### Dataset entries
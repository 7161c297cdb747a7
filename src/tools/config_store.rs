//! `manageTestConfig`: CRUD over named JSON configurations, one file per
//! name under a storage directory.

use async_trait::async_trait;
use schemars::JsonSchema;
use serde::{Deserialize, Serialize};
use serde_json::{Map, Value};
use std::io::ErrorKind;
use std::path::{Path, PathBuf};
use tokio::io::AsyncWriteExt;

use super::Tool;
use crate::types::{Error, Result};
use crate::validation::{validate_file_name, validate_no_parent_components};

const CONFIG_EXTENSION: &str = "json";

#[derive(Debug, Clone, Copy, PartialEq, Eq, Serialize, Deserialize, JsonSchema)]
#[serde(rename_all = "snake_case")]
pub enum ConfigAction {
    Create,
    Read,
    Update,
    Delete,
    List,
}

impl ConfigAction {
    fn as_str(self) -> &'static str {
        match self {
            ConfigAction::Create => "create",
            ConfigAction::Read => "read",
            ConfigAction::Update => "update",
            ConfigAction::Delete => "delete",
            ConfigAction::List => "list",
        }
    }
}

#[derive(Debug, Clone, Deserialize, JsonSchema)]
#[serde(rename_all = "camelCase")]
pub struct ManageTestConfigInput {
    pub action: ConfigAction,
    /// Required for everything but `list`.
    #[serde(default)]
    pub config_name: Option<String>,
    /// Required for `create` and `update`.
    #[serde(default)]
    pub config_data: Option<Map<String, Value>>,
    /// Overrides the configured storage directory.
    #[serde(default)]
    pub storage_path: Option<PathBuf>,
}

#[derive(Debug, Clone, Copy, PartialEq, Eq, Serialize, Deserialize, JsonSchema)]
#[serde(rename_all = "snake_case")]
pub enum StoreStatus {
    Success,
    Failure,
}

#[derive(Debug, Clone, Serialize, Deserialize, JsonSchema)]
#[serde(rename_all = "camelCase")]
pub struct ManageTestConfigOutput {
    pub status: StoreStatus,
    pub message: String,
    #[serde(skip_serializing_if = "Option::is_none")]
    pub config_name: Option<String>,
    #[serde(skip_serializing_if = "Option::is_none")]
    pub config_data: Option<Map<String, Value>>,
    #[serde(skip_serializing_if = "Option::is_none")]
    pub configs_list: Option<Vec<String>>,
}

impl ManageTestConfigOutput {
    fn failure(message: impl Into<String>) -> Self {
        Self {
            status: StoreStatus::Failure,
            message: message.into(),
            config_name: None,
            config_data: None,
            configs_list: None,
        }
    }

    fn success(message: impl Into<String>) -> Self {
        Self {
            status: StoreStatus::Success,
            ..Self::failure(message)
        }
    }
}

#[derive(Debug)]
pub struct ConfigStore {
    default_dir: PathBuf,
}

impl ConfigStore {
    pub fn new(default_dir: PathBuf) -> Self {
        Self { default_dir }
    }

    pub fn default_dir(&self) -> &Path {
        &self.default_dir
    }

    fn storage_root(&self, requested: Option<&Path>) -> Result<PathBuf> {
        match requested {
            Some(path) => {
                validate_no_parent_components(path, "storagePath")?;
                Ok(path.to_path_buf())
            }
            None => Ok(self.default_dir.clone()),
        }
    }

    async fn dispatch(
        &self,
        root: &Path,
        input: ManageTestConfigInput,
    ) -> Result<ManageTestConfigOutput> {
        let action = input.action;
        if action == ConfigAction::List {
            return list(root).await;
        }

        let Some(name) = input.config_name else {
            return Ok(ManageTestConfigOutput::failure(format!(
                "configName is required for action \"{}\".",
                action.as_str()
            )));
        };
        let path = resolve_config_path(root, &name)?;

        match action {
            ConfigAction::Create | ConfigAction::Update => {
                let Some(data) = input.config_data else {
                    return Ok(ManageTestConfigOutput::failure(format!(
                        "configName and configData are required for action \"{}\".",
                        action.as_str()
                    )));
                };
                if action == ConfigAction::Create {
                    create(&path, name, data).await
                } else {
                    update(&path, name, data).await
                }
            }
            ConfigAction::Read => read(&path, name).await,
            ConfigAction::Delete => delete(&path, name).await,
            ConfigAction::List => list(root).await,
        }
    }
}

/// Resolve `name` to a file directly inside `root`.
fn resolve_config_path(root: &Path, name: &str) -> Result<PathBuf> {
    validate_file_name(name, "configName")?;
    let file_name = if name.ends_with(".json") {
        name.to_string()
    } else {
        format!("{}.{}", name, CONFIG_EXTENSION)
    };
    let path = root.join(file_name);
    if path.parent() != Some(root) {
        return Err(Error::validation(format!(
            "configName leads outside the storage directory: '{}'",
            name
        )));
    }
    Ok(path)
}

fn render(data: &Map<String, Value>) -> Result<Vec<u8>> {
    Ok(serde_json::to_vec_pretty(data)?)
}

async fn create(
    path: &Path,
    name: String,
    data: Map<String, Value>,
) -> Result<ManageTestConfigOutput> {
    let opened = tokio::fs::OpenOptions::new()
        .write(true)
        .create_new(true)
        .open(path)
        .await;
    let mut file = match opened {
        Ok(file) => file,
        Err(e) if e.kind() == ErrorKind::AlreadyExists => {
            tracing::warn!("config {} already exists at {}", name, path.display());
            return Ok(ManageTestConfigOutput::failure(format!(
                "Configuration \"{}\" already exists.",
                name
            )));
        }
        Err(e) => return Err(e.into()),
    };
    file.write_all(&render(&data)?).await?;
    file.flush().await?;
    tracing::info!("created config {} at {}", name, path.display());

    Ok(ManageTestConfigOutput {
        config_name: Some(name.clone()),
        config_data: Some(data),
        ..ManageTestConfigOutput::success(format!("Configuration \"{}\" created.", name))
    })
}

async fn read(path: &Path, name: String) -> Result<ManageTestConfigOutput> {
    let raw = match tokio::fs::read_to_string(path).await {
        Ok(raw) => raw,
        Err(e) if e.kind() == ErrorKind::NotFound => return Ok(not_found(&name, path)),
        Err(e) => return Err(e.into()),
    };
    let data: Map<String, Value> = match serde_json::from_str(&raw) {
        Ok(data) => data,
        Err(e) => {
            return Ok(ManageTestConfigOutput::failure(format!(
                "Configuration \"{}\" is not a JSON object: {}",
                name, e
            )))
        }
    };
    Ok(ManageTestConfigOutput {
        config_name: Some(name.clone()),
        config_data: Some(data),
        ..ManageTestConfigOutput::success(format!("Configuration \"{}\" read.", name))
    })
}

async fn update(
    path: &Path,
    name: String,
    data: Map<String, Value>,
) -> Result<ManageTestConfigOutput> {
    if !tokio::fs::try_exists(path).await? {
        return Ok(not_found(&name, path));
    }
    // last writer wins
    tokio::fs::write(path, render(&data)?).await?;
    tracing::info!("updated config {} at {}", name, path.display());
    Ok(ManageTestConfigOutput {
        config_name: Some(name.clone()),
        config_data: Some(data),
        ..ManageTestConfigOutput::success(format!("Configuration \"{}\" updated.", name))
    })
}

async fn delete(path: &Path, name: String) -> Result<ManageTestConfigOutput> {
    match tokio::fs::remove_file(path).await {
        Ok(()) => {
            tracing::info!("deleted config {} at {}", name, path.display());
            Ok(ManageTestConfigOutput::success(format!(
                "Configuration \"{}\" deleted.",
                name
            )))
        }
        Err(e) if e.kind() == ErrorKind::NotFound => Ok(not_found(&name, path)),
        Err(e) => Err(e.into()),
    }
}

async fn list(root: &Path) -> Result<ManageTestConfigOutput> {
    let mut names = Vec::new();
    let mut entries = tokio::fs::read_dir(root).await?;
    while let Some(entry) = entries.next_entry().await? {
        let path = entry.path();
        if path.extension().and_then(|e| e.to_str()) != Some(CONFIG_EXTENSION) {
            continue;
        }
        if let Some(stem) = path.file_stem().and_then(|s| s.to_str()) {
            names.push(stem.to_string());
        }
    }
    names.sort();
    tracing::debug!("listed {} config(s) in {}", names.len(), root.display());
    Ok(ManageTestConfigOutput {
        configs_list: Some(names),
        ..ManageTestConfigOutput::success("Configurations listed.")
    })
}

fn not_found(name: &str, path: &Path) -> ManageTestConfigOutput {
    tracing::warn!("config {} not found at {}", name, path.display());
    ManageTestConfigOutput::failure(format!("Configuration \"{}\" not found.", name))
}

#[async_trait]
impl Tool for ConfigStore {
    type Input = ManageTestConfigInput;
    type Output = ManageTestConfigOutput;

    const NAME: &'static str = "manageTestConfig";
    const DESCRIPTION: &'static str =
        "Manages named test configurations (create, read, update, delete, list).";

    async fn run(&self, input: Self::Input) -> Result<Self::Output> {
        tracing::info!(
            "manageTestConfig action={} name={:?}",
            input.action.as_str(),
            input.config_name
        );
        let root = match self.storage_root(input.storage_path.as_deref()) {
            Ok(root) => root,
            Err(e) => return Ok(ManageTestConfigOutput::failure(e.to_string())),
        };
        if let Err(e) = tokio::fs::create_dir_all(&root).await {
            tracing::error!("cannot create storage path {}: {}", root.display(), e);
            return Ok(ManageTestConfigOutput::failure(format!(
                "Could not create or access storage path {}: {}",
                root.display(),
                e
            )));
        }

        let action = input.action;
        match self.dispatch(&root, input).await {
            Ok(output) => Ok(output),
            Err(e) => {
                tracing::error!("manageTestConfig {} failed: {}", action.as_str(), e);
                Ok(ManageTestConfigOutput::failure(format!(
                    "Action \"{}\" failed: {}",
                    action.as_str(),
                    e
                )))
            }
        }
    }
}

### Directions
In the records above, locate the line that contains "let root = match". Repeat it and every line after it, exactly, and nothing else.

### Task result
        let root = match self.storage_root(input.storage_path.as_deref()) {
            Ok(root) => root,
            Err(e) => return Ok(ManageTestConfigOutput::failure(e.to_string())),
        };
        if let Err(e) = tokio::fs::create_dir_all(&root).await {
            tracing::error!("cannot create storage path {}: {}", root.display(), e);
            return Ok(ManageTestConfigOutput::failure(format!(
                "Could not create or access storage path {}: {}",
                root.display(),
                e
            )));
        }

        let action = input.action;
        match self.dispatch(&root, input).await {
            Ok(output) => Ok(output),
            Err(e) => {
                tracing::error!("manageTestConfig {} failed: {}", action.as_str(), e);
                Ok(ManageTestConfigOutput::failure(format!(
                    "Action \"{}\" failed: {}",
                    action.as_str(),
                    e
                )))
            }
        }
    }
}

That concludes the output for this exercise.